WORK TASK: Work through the records that follow and return each line containing the word "self".

RECORD SET:
____________

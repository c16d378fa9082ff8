use serde::{Deserialize, Serialize};
use std::path::PathBuf;

#[derive(Debug, Serialize, Deserialize, Clone, PartialEq)]
#[serde(rename_all = "camelCase")]
pub struct Event {
    pub id: i64,
    #[serde(default)]
    pub title: Option<String>,
    #[serde(default)]
    pub description: Option<String>,
    #[serde(default)]
    pub date: Option<String>,
    #[serde(default)]
    pub capacity: Option<i64>,
    #[serde(default)]
    pub image_path: Option<String>,
}

impl Event {
    pub fn display_title(&self) -> &str {
        match self.title.as_deref() {
            Some(title) if !title.is_empty() => title,
            _ => "Untitled",
        }
    }

    pub fn date_text(&self) -> &str {
        self.date.as_deref().unwrap_or("")
    }

    pub fn capacity(&self) -> i64 {
        self.capacity.unwrap_or(0)
    }
}

/// A validated create-event submission, ready to be sent as multipart form data.
#[derive(Debug, Clone, PartialEq)]
pub struct EventUpload {
    pub title: String,
    pub description: String,
    pub date: String,
    pub capacity: i32,
    pub image: Option<PathBuf>,
}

____________

TASK SOLUTION:
    pub fn display_title(&self) -> &str {
        match self.title.as_deref() {
    pub fn date_text(&self) -> &str {
        self.date.as_deref().unwrap_or("")
    pub fn capacity(&self) -> i64 {
        self.capacity.unwrap_or(0)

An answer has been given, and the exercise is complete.